═══ Excerpted data ═══
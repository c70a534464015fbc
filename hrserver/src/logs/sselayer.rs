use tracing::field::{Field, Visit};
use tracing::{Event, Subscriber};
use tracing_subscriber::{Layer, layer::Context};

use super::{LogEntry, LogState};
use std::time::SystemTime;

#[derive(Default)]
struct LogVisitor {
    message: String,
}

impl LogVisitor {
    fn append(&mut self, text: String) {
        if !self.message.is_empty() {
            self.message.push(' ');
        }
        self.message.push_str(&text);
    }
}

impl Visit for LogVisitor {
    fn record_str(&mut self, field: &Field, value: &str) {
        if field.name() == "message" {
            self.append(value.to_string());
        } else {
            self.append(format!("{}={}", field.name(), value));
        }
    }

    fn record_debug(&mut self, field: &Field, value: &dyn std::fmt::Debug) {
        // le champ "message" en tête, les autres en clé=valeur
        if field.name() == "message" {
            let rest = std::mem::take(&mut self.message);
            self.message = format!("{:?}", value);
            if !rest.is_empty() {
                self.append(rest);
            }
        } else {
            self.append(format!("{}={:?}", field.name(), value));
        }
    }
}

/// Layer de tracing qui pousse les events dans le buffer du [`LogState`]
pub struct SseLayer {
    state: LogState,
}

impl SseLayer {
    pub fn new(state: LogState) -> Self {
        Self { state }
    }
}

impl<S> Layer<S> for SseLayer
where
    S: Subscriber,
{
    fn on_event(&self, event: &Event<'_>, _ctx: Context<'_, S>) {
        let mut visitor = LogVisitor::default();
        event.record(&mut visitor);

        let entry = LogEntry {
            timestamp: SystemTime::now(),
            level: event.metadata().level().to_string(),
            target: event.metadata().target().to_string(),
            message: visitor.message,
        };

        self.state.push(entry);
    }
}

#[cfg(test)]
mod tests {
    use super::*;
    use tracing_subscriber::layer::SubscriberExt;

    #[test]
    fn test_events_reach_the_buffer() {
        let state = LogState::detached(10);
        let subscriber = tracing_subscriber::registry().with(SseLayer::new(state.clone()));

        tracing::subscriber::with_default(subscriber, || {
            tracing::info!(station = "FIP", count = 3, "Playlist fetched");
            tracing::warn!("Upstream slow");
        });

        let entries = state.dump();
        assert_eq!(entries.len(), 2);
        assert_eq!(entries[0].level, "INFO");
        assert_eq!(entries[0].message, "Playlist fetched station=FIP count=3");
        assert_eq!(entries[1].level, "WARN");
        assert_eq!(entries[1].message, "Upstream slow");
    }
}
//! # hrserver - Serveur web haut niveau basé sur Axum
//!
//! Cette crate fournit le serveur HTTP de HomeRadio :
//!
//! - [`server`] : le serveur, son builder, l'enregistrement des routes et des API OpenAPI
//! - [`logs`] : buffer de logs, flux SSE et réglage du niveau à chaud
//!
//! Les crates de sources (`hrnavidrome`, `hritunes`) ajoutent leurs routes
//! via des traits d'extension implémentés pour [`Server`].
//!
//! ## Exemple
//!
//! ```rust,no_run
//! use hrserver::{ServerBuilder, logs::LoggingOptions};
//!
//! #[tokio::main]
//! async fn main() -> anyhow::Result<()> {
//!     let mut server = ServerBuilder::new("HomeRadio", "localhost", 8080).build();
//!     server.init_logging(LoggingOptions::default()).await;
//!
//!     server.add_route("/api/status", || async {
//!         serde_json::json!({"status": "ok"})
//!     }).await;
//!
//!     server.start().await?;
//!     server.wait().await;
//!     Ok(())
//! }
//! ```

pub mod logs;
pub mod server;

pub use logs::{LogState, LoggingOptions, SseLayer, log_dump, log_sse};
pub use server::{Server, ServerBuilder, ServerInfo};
═══
What needs to be done
Among the lines above, which ones include the word "Context"? Copy them.

Solution
use tracing_subscriber::{Layer, layer::Context};
    fn on_event(&self, event: &Event<'_>, _ctx: Context<'_, S>) {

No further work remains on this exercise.